What is being asked -> Provide the number of lines of the records that include "tracing", with no other content.

Input records ->
//! 必需变量校验器
//!
//! 每个断言扫描全部变量，收集所有失败项后一次性返回错误。

use crate::core::loader::Loader;
use crate::core::parser;
use crate::error::{EnvError, Result};

/// 必需变量校验器
pub struct Validator<'a> {
    variables: Vec<String>,
    loader: &'a Loader,
}

impl<'a> Validator<'a> {
    /// 创建校验器，并立即执行存在性检查
    ///
    /// # Errors
    ///
    /// 任一变量不存在时返回 `EnvError::ValidationFailed`。
    pub fn new<I, S>(variables: I, loader: &'a Loader) -> Result<Self>
    where
        I: IntoIterator<Item = S>,
        S: Into<String>,
    {
        let validator = Self {
            variables: variables.into_iter().map(Into::into).collect(),
            loader,
        };

        validator.not_null()?;

        Ok(validator)
    }

    /// 每个变量都必须存在
    ///
    /// # Errors
    ///
    /// 失败项格式为 `"<name> is missing"`。
    pub fn not_null(&self) -> Result<&Self> {
        self.assert(|value| value.is_some(), "is missing")
    }

    /// 每个变量去掉首尾空白后都不能为空
    ///
    /// # Errors
    ///
    /// 失败项格式为 `"<name> is empty"`。
    pub fn not_empty(&self) -> Result<&Self> {
        self.assert(
            |value| value.is_some_and(|v| !parser::trim_blank(v).is_empty()),
            "is empty",
        )
    }

    /// 每个变量的值都必须在给定集合内
    ///
    /// # Errors
    ///
    /// 失败项格式为 `"<name> is not an allowed value"`。
    pub fn allowed_values<S: AsRef<str>>(&self, choices: &[S]) -> Result<&Self> {
        self.assert(
            |value| value.is_some_and(|v| choices.iter().any(|choice| choice.as_ref() == v)),
            "is not an allowed value",
        )
    }

    /// 被校验的变量名
    pub fn variables(&self) -> &[String] {
        &self.variables
    }

    fn assert<F>(&self, check: F, message: &str) -> Result<&Self>
    where
        F: Fn(Option<&str>) -> bool,
    {
        let failures: Vec<String> = self
            .variables
            .iter()
            .filter(|name| !check(self.loader.get_variable(name).as_deref()))
            .map(|name| format!("{name} {message}"))
            .collect();

        if failures.is_empty() {
            Ok(self)
        } else {
            tracing::debug!(count = failures.len(), "环境变量校验失败");
            Err(EnvError::ValidationFailed(failures))
        }
    }
}

#[cfg(test)]
mod tests {
    use super::*;
    use crate::core::store::MemoryEnvStore;
    use std::sync::Arc;

    fn loader_with(vars: &[(&str, &str)]) -> Loader {
        let store = Arc::new(MemoryEnvStore::with_vars(vars.iter().copied()));
        Loader::new(Vec::new(), false, store)
    }

    #[test]
    fn test_construction_checks_presence() {
        let loader = loader_with(&[("PRESENT", "1")]);

        assert!(Validator::new(["PRESENT"], &loader).is_ok());

        let err = Validator::new(["X"], &loader).err().unwrap();
        assert!(err.to_string().contains("X is missing"));
    }

    #[test]
    fn test_all_failures_reported_together() {
        let loader = loader_with(&[("PRESENT", "1")]);

        let err = Validator::new(["X", "PRESENT", "Y"], &loader).err().unwrap();
        assert_eq!(
            err.failures(),
            &["X is missing".to_string(), "Y is missing".to_string()]
        );
        assert!(err.to_string().contains("X is missing, Y is missing"));
    }

    #[test]
    fn test_not_empty() {
        let loader = loader_with(&[("FILLED", "value"), ("BLANK", "   "), ("EMPTY", "")]);

        let validator = Validator::new(["FILLED", "BLANK", "EMPTY"], &loader).unwrap();
        let err = validator.not_empty().err().unwrap();

        assert_eq!(
            err.failures(),
            &["BLANK is empty".to_string(), "EMPTY is empty".to_string()]
        );
    }

    #[test]
    fn test_not_empty_only_trims_ascii_whitespace() {
        let loader = loader_with(&[("NBSP", "\u{a0}"), ("TABS", "\t\x0B")]);

        let validator = Validator::new(["NBSP", "TABS"], &loader).unwrap();
        let err = validator.not_empty().err().unwrap();

        assert_eq!(err.failures(), &["TABS is empty".to_string()]);
    }

    #[test]
    fn test_allowed_values_and_chaining() {
        let loader = loader_with(&[("APP_ENV", "production"), ("DEBUG", "false")]);

        let validator = Validator::new(["APP_ENV"], &loader).unwrap();
        assert!(
            validator
                .not_empty()
                .and_then(|v| v.allowed_values(&["local", "production"]))
                .is_ok()
        );

        let validator = Validator::new(["APP_ENV", "DEBUG"], &loader).unwrap();
        let err = validator.allowed_values(&["local", "staging"]).err().unwrap();
        assert_eq!(
            err.failures(),
            &[
                "APP_ENV is not an allowed value".to_string(),
                "DEBUG is not an allowed value".to_string()
            ]
        );
    }

    #[test]
    fn test_allowed_values_is_exact_match() {
        let loader = loader_with(&[("DEBUG", "1")]);
        let validator = Validator::new(["DEBUG"], &loader).unwrap();

        assert!(validator.allowed_values(&["true", "01"]).is_err());
        assert!(validator.allowed_values(&["1"]).is_ok());
    }
}
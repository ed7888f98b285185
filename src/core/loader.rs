//! 加载器：行读取 → 解析 → 规范化 → 合并到存储

use crate::core::parser;
use crate::core::source;
use crate::core::store::EnvStore;
use crate::error::Result;
use crate::types::{LoadMode, Variables};
use std::path::PathBuf;
use std::sync::Arc;

/// .env 加载器
///
/// - `immutable`: 存储中已有非空值时不覆盖
/// - `setter`: 关闭时只收集结果，不写存储
/// - `attributes`: 本次运行解析出的全部变量，无论是否写入存储
pub struct Loader {
    paths: Vec<PathBuf>,
    immutable: bool,
    setter: bool,
    attributes: Variables,
    store: Arc<dyn EnvStore>,
}

impl Loader {
    pub fn new(paths: Vec<PathBuf>, immutable: bool, store: Arc<dyn EnvStore>) -> Self {
        Self {
            paths,
            immutable,
            setter: true,
            attributes: Variables::new(),
            store,
        }
    }

    /// 按加载模式创建
    pub fn with_mode(paths: Vec<PathBuf>, mode: LoadMode, store: Arc<dyn EnvStore>) -> Self {
        Self::new(paths, mode.is_immutable(), store)
    }

    /// 读取所有路径并写入存储
    ///
    /// # Errors
    ///
    /// 未加引号的值包含空白时返回 `EnvError::InvalidValue`；
    /// 出错行之前的变量已经合并。
    pub fn load(&mut self) -> Result<()> {
        self.setter = true;
        self.process()
    }

    /// 读取所有路径并返回解析结果
    ///
    /// `mode` 为 `Some` 时按对应策略写入存储；为 `None` 时不触碰存储。
    ///
    /// # Errors
    ///
    /// 同 [`Loader::load`]。
    pub fn to_array(&mut self, mode: Option<LoadMode>) -> Result<Variables> {
        match mode {
            Some(mode) => {
                self.immutable = mode.is_immutable();
                self.setter = true;
            }
            None => self.setter = false,
        }

        self.process()?;

        Ok(self.attributes.clone())
    }

    fn process(&mut self) -> Result<()> {
        let lines = source::read_lines(&self.paths);

        for line in &lines {
            if parser::is_comment(line) || !parser::is_setter(line) {
                continue;
            }

            self.set_variable(line, None)?;
        }

        Ok(())
    }

    /// 规范化并合并一个变量
    ///
    /// `name` 含 `=` 时按第一个 `=` 拆分，忽略 `value` 参数。
    ///
    /// # Errors
    ///
    /// 未加引号的值包含空白时返回 `EnvError::InvalidValue`。
    pub fn set_variable(&mut self, name: &str, value: Option<&str>) -> Result<()> {
        let (name, value) = match parser::split_entry(name) {
            Some(entry) => (entry.name, entry.value),
            None => (name.to_string(), value.unwrap_or_default().to_string()),
        };

        let name = parser::normalize_name(&name);
        let value = parser::normalize_value(&name, &value)?;
        let value = parser::resolve_nested(&value, |reference| self.get_variable(reference));

        self.merge(name, value);

        Ok(())
    }

    fn merge(&mut self, name: String, value: String) {
        self.attributes.insert(name.clone(), value.clone());

        if !self.setter {
            return;
        }

        if self.immutable && self.store.get_variable(&name).is_some() {
            tracing::debug!(name = %name, "变量已存在，保持原值");
            return;
        }

        self.store.set_variable(&name, &value);
        tracing::debug!(name = %name, "设置变量");
    }

    /// 读取变量：先查存储，再查本次解析结果
    pub fn get_variable(&self, name: &str) -> Option<String> {
        self.store
            .get_variable(name)
            .or_else(|| self.attributes.get(name).cloned())
    }

    /// 删除变量；不可覆盖模式下忽略
    pub fn clear_variable(&mut self, name: &str) {
        if self.immutable {
            return;
        }

        self.store.clear_variable(name);
    }

    /// 本次运行解析出的全部变量
    pub fn attributes(&self) -> &Variables {
        &self.attributes
    }

    pub fn is_immutable(&self) -> bool {
        self.immutable
    }

    pub fn store(&self) -> &Arc<dyn EnvStore> {
        &self.store
    }
}
//! envload - .env 文件加载工具
//!
//! 读取 .env 文件或目录，规范化键值后写入环境变量存储，
//! 并提供必需变量校验。
//!
//! ```ignore
//! use envload::DotEnv;
//!
//! let mut dotenv = DotEnv::new(["."]);
//! dotenv.load()?;
//! dotenv.required(["DB_HOST", "DB_NAME"])?.not_empty()?;
//! ```

// 核心加载流程
pub mod core;

// 加载入口与全局访问
pub mod dotenv;

// 错误类型
pub mod error;

// 数据结构
pub mod types;

// CLI 定义
pub mod cli;

// 工具
pub mod utils;

#[cfg(test)]
mod test_utils;

// 重新导出常用类型
pub use crate::core::{EnvStore, Loader, MemoryEnvStore, ProcessEnvStore, Validator};
pub use dotenv::DotEnv;
pub use error::{EnvError, Result};
pub use types::{Config, EnvValue, LoadMode, OutputFormat, Variables};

Task output -> 3